From a factual allegation standpoint, Gumminger's allegation that C/O Kellom attacked him from behind is insufficient to state a plausible excessive force claim because he has not “allege[d] facts describing the force used, the circumstances under which it was used, and the injuries he suffered as a result.” Davis v. Chester Crozer Hosp., Civ. A. No. 21-CV-5035, 2021 WL 5937727, at *5 (E.D. Pa. Dec. 15, 2021). Although the court ordinarily would permit Gumminger leave to file an amended complaint so he could potentially add these facts,the court will not do so here because this excessive force claim suffers from the same failure as his due process claim insofar as the statute of limitations bars this claim. See Cowell v. Palmer Twp., 263 F.3d 286, 296 (3d Cir. 2001) (explaining that amendment of complaint is futile if statute of limitations would bar claim). This excessive force claim is also subject to a two-year statute of limitations. See Walters v. Muhlenberg Twp. Police Dep't, 536 Fed.Appx. 213, 216 (3d Cir. 2013) (per curiam) (explaining that two-year limitations period applied to excessive force claim). Gumminger alleges that the “attack” occurred in 2018, so he would have known at that time that C/O Kellom injured him and that he had a possible claim. As he filed the complaint here in December 2022, it is obvious from the face of the complaint that this action is well outside the two-year limitations period. Accordingly, the court must also dismiss this excessive force claim with prejudice.
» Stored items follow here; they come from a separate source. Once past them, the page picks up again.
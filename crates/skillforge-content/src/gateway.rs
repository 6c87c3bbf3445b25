use skillforge_types::ContentId;

/// Public read gateway for pinned content.
///
/// Retrieval is by convention `https://<gateway>/<contentId>` and treated
/// as read-only and always available once pinned.
#[derive(Clone, Debug)]
pub struct GatewayConfig {
    pub base_url: String,
}

impl GatewayConfig {
    pub fn new(base_url: impl Into<String>) -> Self {
        Self {
            base_url: base_url.into(),
        }
    }

    pub fn url_for(&self, id: &ContentId) -> String {
        id.gateway_url(&self.base_url)
    }
}

impl Default for GatewayConfig {
    fn default() -> Self {
        Self {
            base_url: "https://ipfs.io/ipfs".to_string(),
        }
    }
}
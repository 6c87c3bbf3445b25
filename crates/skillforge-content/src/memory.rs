use std::collections::HashMap;

use async_trait::async_trait;
use tokio::sync::RwLock;
use tracing::debug;

use skillforge_types::ContentId;

use crate::store::{ContentError, ContentStore};

/// In-memory content store used for tests, local demos, and embedding.
///
/// Ids are derived from the blake3 hash of the blob, so the idempotence
/// contract holds structurally: re-pinning identical bytes dedups to the
/// same entry.
#[derive(Default)]
pub struct InMemoryContentStore {
    blobs: RwLock<HashMap<ContentId, Vec<u8>>>,
}

impl InMemoryContentStore {
    pub fn new() -> Self {
        Self::default()
    }

    /// Fetch a pinned blob by id. Test observability; the production
    /// retrieval path is the public gateway.
    pub async fn get(&self, id: &ContentId) -> Option<Vec<u8>> {
        self.blobs.read().await.get(id).cloned()
    }

    /// Number of distinct blobs pinned.
    pub async fn blob_count(&self) -> usize {
        self.blobs.read().await.len()
    }

    fn address(bytes: &[u8]) -> ContentId {
        ContentId::new(blake3::hash(bytes).to_hex().to_string())
    }
}

#[async_trait]
impl ContentStore for InMemoryContentStore {
    async fn pin(&self, bytes: &[u8]) -> Result<ContentId, ContentError> {
        let id = Self::address(bytes);
        let mut blobs = self.blobs.write().await;
        if blobs.insert(id.clone(), bytes.to_vec()).is_none() {
            debug!(content_id = %id, size = bytes.len(), "blob pinned");
        }
        Ok(id)
    }
}
use chrono::NaiveDate;
use serde::{Deserialize, Serialize};

use crate::currency::Wei;
use crate::ids::{Address, CourseId};
use crate::records::ExamStatus;

/// Date rendering used throughout certificate metadata.
const DATE_FORMAT: &str = "%Y-%m-%d";

/// The certificate metadata document.
///
/// This is a value object, not a ledger entity: it is serialized, pinned to
/// the content store, and only the resulting content id is written on-chain.
/// Serialization is canonical (fixed field order), so a retried issuance
/// produces byte-identical documents and pins to the same content id.
#[derive(Clone, Debug, PartialEq, Eq, Serialize, Deserialize)]
pub struct CertificateMetadata {
    pub certificate_id: String,
    pub course_title: String,
    pub course_fee: String,
    pub instructor_address: String,
    pub student_name: String,
    pub student_address: String,
    pub enrollment_date: String,
    pub exam_status: String,
    pub completion_date: String,
}

impl CertificateMetadata {
    /// Assemble the document from resolved workflow state.
    #[allow(clippy::too_many_arguments)]
    pub fn new(
        certificate_id: CourseId,
        course_title: &str,
        course_fee: Wei,
        instructor: &Address,
        student_name: &str,
        student: &Address,
        enrollment_date: NaiveDate,
        exam_status: ExamStatus,
        completion_date: NaiveDate,
    ) -> Self {
        Self {
            certificate_id: certificate_id.to_string(),
            course_title: course_title.to_string(),
            course_fee: course_fee.format_ether(),
            instructor_address: instructor.to_string(),
            student_name: student_name.to_string(),
            student_address: student.to_string(),
            enrollment_date: enrollment_date.format(DATE_FORMAT).to_string(),
            exam_status: exam_status.label().to_string(),
            completion_date: completion_date.format(DATE_FORMAT).to_string(),
        }
    }

    /// Canonical bytes for pinning.
    ///
    /// serde_json preserves struct field order, which is what makes repeated
    /// pins of the same document land on the same content id.
    pub fn canonical_bytes(&self) -> Vec<u8> {
        serde_json::to_vec(self).expect("metadata document serializes")
    }
}

#[cfg(test)]
mod tests {
    use super::*;

    fn sample() -> CertificateMetadata {
        CertificateMetadata::new(
            CourseId(2),
            "Machine Learning",
            Wei::from_ether_str("0.05").unwrap(),
            &Address::new("0xinstructor"),
            "Ada Lovelace",
            &Address::new("0xstudent"),
            NaiveDate::from_ymd_opt(2024, 1, 10).unwrap(),
            ExamStatus::Passed,
            NaiveDate::from_ymd_opt(2024, 2, 1).unwrap(),
        )
    }

    #[test]
    fn wire_field_names_are_stable() {
        let doc = sample();
        let value: serde_json::Value = serde_json::from_slice(&doc.canonical_bytes()).unwrap();
        assert_eq!(value["certificate_id"], "2");
        assert_eq!(value["course_fee"], "0.05");
        assert_eq!(value["exam_status"], "Passed");
        assert_eq!(value["enrollment_date"], "2024-01-10");
        assert_eq!(value["completion_date"], "2024-02-01");
    }

    #[test]
    fn canonical_bytes_are_deterministic() {
        assert_eq!(sample().canonical_bytes(), sample().canonical_bytes());
    }
}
A district court should generally provide a pro se plaintiff with leave to amend unless amending would be inequitable or futile. See Grayson v. Mayview St. Hosp., 293 F.3d 103, 114 (3d Cir. 2002) (stating general rule). Also, “in civil rights cases district courts must offer amendment-irrespective of whether it is requested-when dismissing a case for failure to state a claim unless doing so would be inequitable or futile.” Fletcher-Harlee Corp. v. Pote Concrete Contractors, Inc., 482 F.3d 247, 252 (3d Cir. 2007).
III. CONCLUSION
For the reasons discussed above, the court will grant the IFP Application. The court must also dismiss the complaint because Gumminger has failed to allege a plausible claim for a due process violation against the Board or an excessive force claim against C/O Kellom. More importantly, it is obvious from the face of the complaint that Gumminger failed to file these section 1983 claims within the applicable two-year limitations period. Due to this failure, the court must dismiss the complaint with prejudice because any amendment would be futile.
The court will enter a separate order.